The aging ex-wife of Bluebeard wanted to take the car to get groceries.
“You look fretful my dear,” her loving second husband observed, “Is there anything I can do?” “My keys!” his wife cried in distress, “I can’t remember where I put them. I had them in my hand just a minute ago. I can’t leave without them.”
The little match girl was actually taken into the warm house before freezing to death. Much much later, at ninety-five, she died from heart failure and exhaustion. “Her body was just burned out,” the doctor told her grieving family.

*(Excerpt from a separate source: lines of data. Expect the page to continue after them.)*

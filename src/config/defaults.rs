//! Built-in defaults (layer 1)

use serde::{Deserialize, Serialize};

/// Public Cloud Build API root
pub const DEFAULT_API_BASE_URL: &str = "https://build-api.cloud.unity3d.com/api/v1";

/// Built-in default configuration values
#[derive(Debug, Clone, PartialEq, Serialize, Deserialize)]
pub struct BuiltinDefaults {
    pub api_base_url: String,

    /// Delay between monitor ticks (default: 5)
    pub poll_interval_seconds: u64,

    /// Whole-request timeout for API calls (default: 60)
    pub http_timeout_seconds: u64,

    /// Connection setup timeout, also used for artifact downloads (default: 30)
    pub connect_timeout_seconds: u64,
}

impl Default for BuiltinDefaults {
    fn default() -> Self {
        Self {
            api_base_url: DEFAULT_API_BASE_URL.to_string(),
            poll_interval_seconds: 5,
            http_timeout_seconds: 60,
            connect_timeout_seconds: 30,
        }
    }
}

#[cfg(test)]
mod tests {
    use super::*;

    #[test]
    fn test_defaults() {
        let defaults = BuiltinDefaults::default();
        assert_eq!(defaults.api_base_url, DEFAULT_API_BASE_URL);
        assert_eq!(defaults.poll_interval_seconds, 5);
        assert_eq!(defaults.http_timeout_seconds, 60);
        assert_eq!(defaults.connect_timeout_seconds, 30);
    }
}
//! Response classifier for the Cloud Build API.
//!
//! Every API call funnels its status code and body through [`classify`] (or
//! [`classify_discarding`] when the success body is irrelevant), so callers
//! see one consistent outcome type instead of raw HTTP details.

mod outcome;
mod rate_limit;

pub use outcome::ClassifiedOutcome;
pub use rate_limit::RateLimitInfo;

use serde::de::DeserializeOwned;
use ucb_protocol::ErrorMessage;

/// The server answered 2xx but the body does not have the expected shape.
#[derive(Debug, thiserror::Error)]
#[error("Malformed response body (HTTP {status}): {source}")]
pub struct DecodeError {
    pub status: u16,
    #[source]
    pub source: serde_json::Error,
}

/// Classify a response, decoding a success body into `T`.
///
/// - 200/202 with a body: `Success(Some(T))`, or `DecodeError` if the body
///   does not decode
/// - 200/202 without a body, 204: `Success(None)`
/// - 404: `ResourceNotFound`
/// - 429: `RateLimited`
/// - anything else: `Failure` with the server's `{"error": ...}` message
pub fn classify<T: DeserializeOwned>(
    status: u16,
    body: &[u8],
) -> Result<ClassifiedOutcome<T>, DecodeError> {
    match status {
        200 | 202 => {
            if is_blank(body) {
                return Ok(ClassifiedOutcome::Success(None));
            }
            serde_json::from_slice(body)
                .map(|payload| ClassifiedOutcome::Success(Some(payload)))
                .map_err(|source| DecodeError { status, source })
        }
        _ => Ok(classify_discarding(status, body).map_success()),
    }
}

/// Classify a response whose success body is ignored.
pub fn classify_discarding(status: u16, body: &[u8]) -> ClassifiedOutcome<()> {
    match status {
        200 | 202 | 204 => ClassifiedOutcome::Success(None),
        404 => ClassifiedOutcome::ResourceNotFound,
        429 => ClassifiedOutcome::RateLimited,
        code => ClassifiedOutcome::Failure {
            code,
            message: error_message(code, body),
        },
    }
}

/// Extract the server's error message, falling back to a generic one.
fn error_message(code: u16, body: &[u8]) -> String {
    match serde_json::from_slice::<ErrorMessage>(body) {
        Ok(msg) if !msg.error.is_empty() => msg.error,
        _ => format!("Request failed with HTTP status {}", code),
    }
}

fn is_blank(body: &[u8]) -> bool {
    body.iter().all(|b| b.is_ascii_whitespace())
}

#[cfg(test)]
mod tests {
    use super::*;
    use serde_json::{json, Value};

    #[test]
    fn test_success_decodes_payload() {
        let outcome: ClassifiedOutcome<Value> = classify(200, br#"{"a": 1}"#).unwrap();
        assert_eq!(outcome, ClassifiedOutcome::Success(Some(json!({"a": 1}))));

        let outcome: ClassifiedOutcome<Value> = classify(202, b"[]").unwrap();
        assert_eq!(outcome, ClassifiedOutcome::Success(Some(json!([]))));
    }

    #[test]
    fn test_success_without_body() {
        let outcome: ClassifiedOutcome<Value> = classify(204, b"").unwrap();
        assert_eq!(outcome, ClassifiedOutcome::Success(None));

        let outcome: ClassifiedOutcome<Value> = classify(200, b"  \n").unwrap();
        assert_eq!(outcome, ClassifiedOutcome::Success(None));
    }

    #[test]
    fn test_decode_failure_is_error() {
        let err = classify::<Vec<u32>>(200, br#"{"not": "a list"}"#).unwrap_err();
        assert_eq!(err.status, 200);
    }

    #[test]
    fn test_not_found_and_rate_limited() {
        let outcome: ClassifiedOutcome<Value> = classify(404, b"{}").unwrap();
        assert_eq!(outcome, ClassifiedOutcome::ResourceNotFound);

        let outcome: ClassifiedOutcome<Value> = classify(429, b"slow down").unwrap();
        assert_eq!(outcome, ClassifiedOutcome::RateLimited);
    }

    #[test]
    fn test_failure_uses_error_body() {
        let outcome = classify_discarding(400, br#"{"error": "Target is disabled"}"#);
        assert_eq!(
            outcome,
            ClassifiedOutcome::Failure {
                code: 400,
                message: "Target is disabled".to_string()
            }
        );
    }

    #[test]
    fn test_failure_without_error_body() {
        let outcome: ClassifiedOutcome<Value> = classify(500, b"<html>oops</html>").unwrap();
        match outcome {
            ClassifiedOutcome::Failure { code, message } => {
                assert_eq!(code, 500);
                assert!(message.contains("500"));
            }
            other => panic!("expected failure, got {:?}", other),
        }
    }

    #[test]
    fn test_discarding_ignores_success_body() {
        assert_eq!(classify_discarding(200, b"not json"), ClassifiedOutcome::Success(None));
    }
}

Ariel the mermaid, now no longer little in any respect, turned to her loving husband and asked, “Remember our wedding day when I finally found my voice and you said you would love me for all time?” “Ah dear, I do,” her husband replied. After a thoughtful pause he added, “You were so beautiful that day. The whole event went swimmingly.”
Spider Man was called back from the waiting room at the doctor’s office. “I’m sorry to tell you this,” the doctor said soothingly, “But we’ve confirmed a diagnosis of Alzheimer’s. You will slowly lose your memory until your grasp on reality is hanging by a thread.” “Oh, that’s all? Well if that’s the case I can handle it,” Spider Man replied with confidence.
Dorothy passionately espoused that there was no place like home. Then she got married, adopted a rescued dog, a stray cat, and two rabbits … and had three children…
The ugly duckling learned he was a swan. After that, he started making money treating psychological patients—until he was exposed as a quack.
Beauty was talking with a friend after her husband’s funeral. “How are you doing?” asked the concerned friend. “Terribly,” Beauty confessed. “They served roast beast at the funeral reception.”
“Where do babies come from?” a grandchild innocently asked Mother Goose. “I don’t know,” the old goose answered honestly, “But I’ll take a gander and find out.”
A not so little, aging Red Riding Hood was asleep in her bed. Suddenly the door swung open and an irritatingly gregarious youthful grandchild bounced into the room. “Grandma! Grandma! I’ve come to visit!!!” the little girl screamed. “Arrrrrrrrrrggggg.!” Came the reply from the bed, as Red Riding Hood opened her mouth, revealing fang-like dentures. “Grandma, what big teeth you have!” the little girl cried. “The better to eat you with my dear,” her grandma snarled, her dentured mouth contorting into an eerie grimice. With a shreak the frightened grandchild ran out of the house and back into the woods. Yawning, her grandmother promptly fell back asleep. Peace restored, she thought smugly, as she drifted off.